US researchers found that people who ate an average of 67g of nuts each day reduced their total blood cholesterol concentration by 5.1 per cent. People with high triglyce-ride levels also benefited from the diet.
Previous studies produced a mixed picture of potential benefits, prompting a more comprehensive review of the evidence.
A team from Loma Linda University in California attempted to quantify this beneficial effect using data from 25 nut consumption trials using 583 people.
Results showed that eating 67g of nuts a day lowered LDL cholesterol concentration by 7.4 per cent. The diet also cut blood triglyceride levels by 10.2 per cent in patients with high triglyceride levels.
The authors concluded that the findings 'supported the inclusion of nuts in therapeutic dietary interventions for improving blood lipid levels and lipoproteins and for lowering CHD risk'.
How significant are the findings?
Scientists already believed that eating nuts could protect against cardiovascular disease. A summary of four studies showed CHD risk fell 37 per cent among those who ate four servings of nuts per week, compared with those who did not.
But the researchers stressed their study was the first to assess this benefit across various population groups and between different types of nut.
They found the benefit to blood lipid levels occurred in a dose-related manner, although there was no difference between nut types.
The effect was particularly strong among patients with higher LDL cholesterol or lower BMI. But people with higher BMI were less likely to benefit.
Scientists believe plant sterols contained in nuts might reduce cholesterol by cutting the amount absorbed by the gut.
In obese people, cholesterol absorption is impaired. This means any benefit from plant sterols is muted as a result.
Should nuts be recommended to reduce cholesterol?

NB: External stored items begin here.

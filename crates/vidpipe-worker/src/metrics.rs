//! Worker metrics and per-stage timing.

use std::fmt::Write as _;
use std::net::SocketAddr;
use std::sync::Mutex;
use std::time::{Duration, Instant};

use metrics::{counter, histogram};
use metrics_exporter_prometheus::PrometheusBuilder;
use sysinfo::{ProcessExt, System, SystemExt};
use tracing::{debug, info};
use vidpipe_media::PipelineStage;

use crate::error::{WorkerError, WorkerResult};

/// Metric names as constants for consistency.
pub mod names {
    pub const JOBS_COMPLETED_TOTAL: &str = "vidpipe_jobs_completed_total";
    pub const JOBS_FAILED_TOTAL: &str = "vidpipe_jobs_failed_total";
    pub const JOBS_RETRIED_TOTAL: &str = "vidpipe_jobs_retried_total";
    pub const JOBS_DEAD_LETTERED_TOTAL: &str = "vidpipe_jobs_dead_lettered_total";
    pub const JOB_DURATION_SECONDS: &str = "vidpipe_job_duration_seconds";
    pub const STAGE_DURATION_SECONDS: &str = "vidpipe_stage_duration_seconds";
    pub const JOBS_IN_FLIGHT: &str = "vidpipe_jobs_in_flight";
}

/// Serve Prometheus metrics on `addr`.
pub fn init_exporter(addr: SocketAddr) -> WorkerResult<()> {
    PrometheusBuilder::new()
        .with_http_listener(addr)
        .install()
        .map_err(|e| WorkerError::config_error(format!("metrics exporter: {}", e)))?;
    info!("Serving worker metrics on {}", addr);
    Ok(())
}

pub fn record_job_completed(duration: Duration) {
    counter!(names::JOBS_COMPLETED_TOTAL).increment(1);
    histogram!(names::JOB_DURATION_SECONDS).record(duration.as_secs_f64());
}

pub fn record_job_failed(stage: &str) {
    counter!(names::JOBS_FAILED_TOTAL, "stage" => stage.to_string()).increment(1);
}

pub fn record_job_retried() {
    counter!(names::JOBS_RETRIED_TOTAL).increment(1);
}

pub fn record_job_dead_lettered() {
    counter!(names::JOBS_DEAD_LETTERED_TOTAL).increment(1);
}

pub fn set_jobs_in_flight(count: usize) {
    metrics::gauge!(names::JOBS_IN_FLIGHT).set(count as f64);
}

/// Resident set size of this process in bytes.
pub fn resident_memory() -> Option<u64> {
    let pid = sysinfo::get_current_pid().ok()?;
    let mut sys = System::new();
    if !sys.refresh_process(pid) {
        return None;
    }
    sys.process(pid).map(|p| p.memory())
}

/// Time and memory spent in one stage of a job.
#[derive(Debug, Clone, PartialEq, Eq)]
pub struct StageTiming {
    pub stage: String,
    pub duration: Duration,
    /// Change in resident memory across the stage; 0 when unavailable
    pub memory_delta_bytes: i64,
}

#[derive(Debug)]
struct OpenStage {
    label: String,
    started: Instant,
    memory_at_start: Option<u64>,
}

#[derive(Debug, Default)]
struct RecorderState {
    current: Option<OpenStage>,
    finished: Vec<StageTiming>,
}

/// Collects [`StageTiming`]s for one job as it moves through its stages.
///
/// Consecutive transitions with the same label (one per transcoded segment) count as one stage.
#[derive(Debug)]
pub struct StageRecorder {
    job_id: String,
    sample_memory: bool,
    state: Mutex<RecorderState>,
}

impl StageRecorder {
    pub fn new(job_id: impl Into<String>) -> Self {
        Self {
            job_id: job_id.into(),
            sample_memory: true,
            state: Mutex::new(RecorderState::default()),
        }
    }

    /// Recorder that skips memory sampling.
    pub fn without_memory(job_id: impl Into<String>) -> Self {
        Self {
            sample_memory: false,
            ..Self::new(job_id)
        }
    }

    /// Close the current stage (if any) and open `label`.
    pub fn enter(&self, label: &str) {
        let mut state = self.lock();
        if state.current.as_ref().is_some_and(|s| s.label == label) {
            return;
        }
        self.close(&mut state);
        state.current = Some(OpenStage {
            label: label.to_string(),
            started: Instant::now(),
            memory_at_start: self.memory(),
        });
    }

    /// Feed a pipeline transition.
    pub fn observe(&self, stage: &PipelineStage) {
        if stage.is_terminal() {
            self.finish();
        } else {
            self.enter(stage.label());
        }
    }

    /// Close the current stage.
    pub fn finish(&self) {
        let mut state = self.lock();
        self.close(&mut state);
    }

    pub fn timings(&self) -> Vec<StageTiming> {
        self.lock().finished.clone()
    }

    /// One-line rendering such as `split=1.20s/+2048KiB transcode=30.01s/+512KiB`.
    pub fn summary(&self) -> String {
        let mut out = String::new();
        for timing in self.lock().finished.iter() {
            if !out.is_empty() {
                out.push(' ');
            }
            let _ = write!(
                out,
                "{}={:.2}s/{:+}KiB",
                timing.stage,
                timing.duration.as_secs_f64(),
                timing.memory_delta_bytes / 1024
            );
        }
        out
    }

    fn close(&self, state: &mut RecorderState) {
        let Some(open) = state.current.take() else {
            return;
        };

        let duration = open.started.elapsed();
        let memory_delta_bytes = match (open.memory_at_start, self.memory()) {
            (Some(start), Some(end)) => end as i64 - start as i64,
            _ => 0,
        };

        histogram!(names::STAGE_DURATION_SECONDS, "stage" => open.label.clone())
            .record(duration.as_secs_f64());
        debug!(
            job_id = %self.job_id,
            stage = %open.label,
            duration_ms = duration.as_millis() as u64,
            memory_delta_bytes,
            "Stage finished"
        );

        state.finished.push(StageTiming {
            stage: open.label,
            duration,
            memory_delta_bytes,
        });
    }

    fn memory(&self) -> Option<u64> {
        if self.sample_memory {
            resident_memory()
        } else {
            None
        }
    }

    fn lock(&self) -> std::sync::MutexGuard<'_, RecorderState> {
        self.state.lock().unwrap_or_else(|poisoned| poisoned.into_inner())
    }
}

British Cardiovascular Society member and GP Dr George Kassianos said it was well known that eating nuts could reduce LDL cholesterol.
However, he added that 'one must consider the increase in calories that accompanies such a dietary intervention'.
Ellen Mason, senior cardiac nurse at the British Heart Foundation, said it was time nuts were reintroduced in the average, healthy diet.
'Apart from salted peanuts at the pub, nuts in sugary cereals or the traditional Christmas selection, nuts have been lacking in our diets in the UK,' she said, adding that eating more nuts in place of saturated fats could help to improve cholesterol levels for many people.
However, the charity warned against opting for salty nuts, instead recommending unsalted versions in small amounts.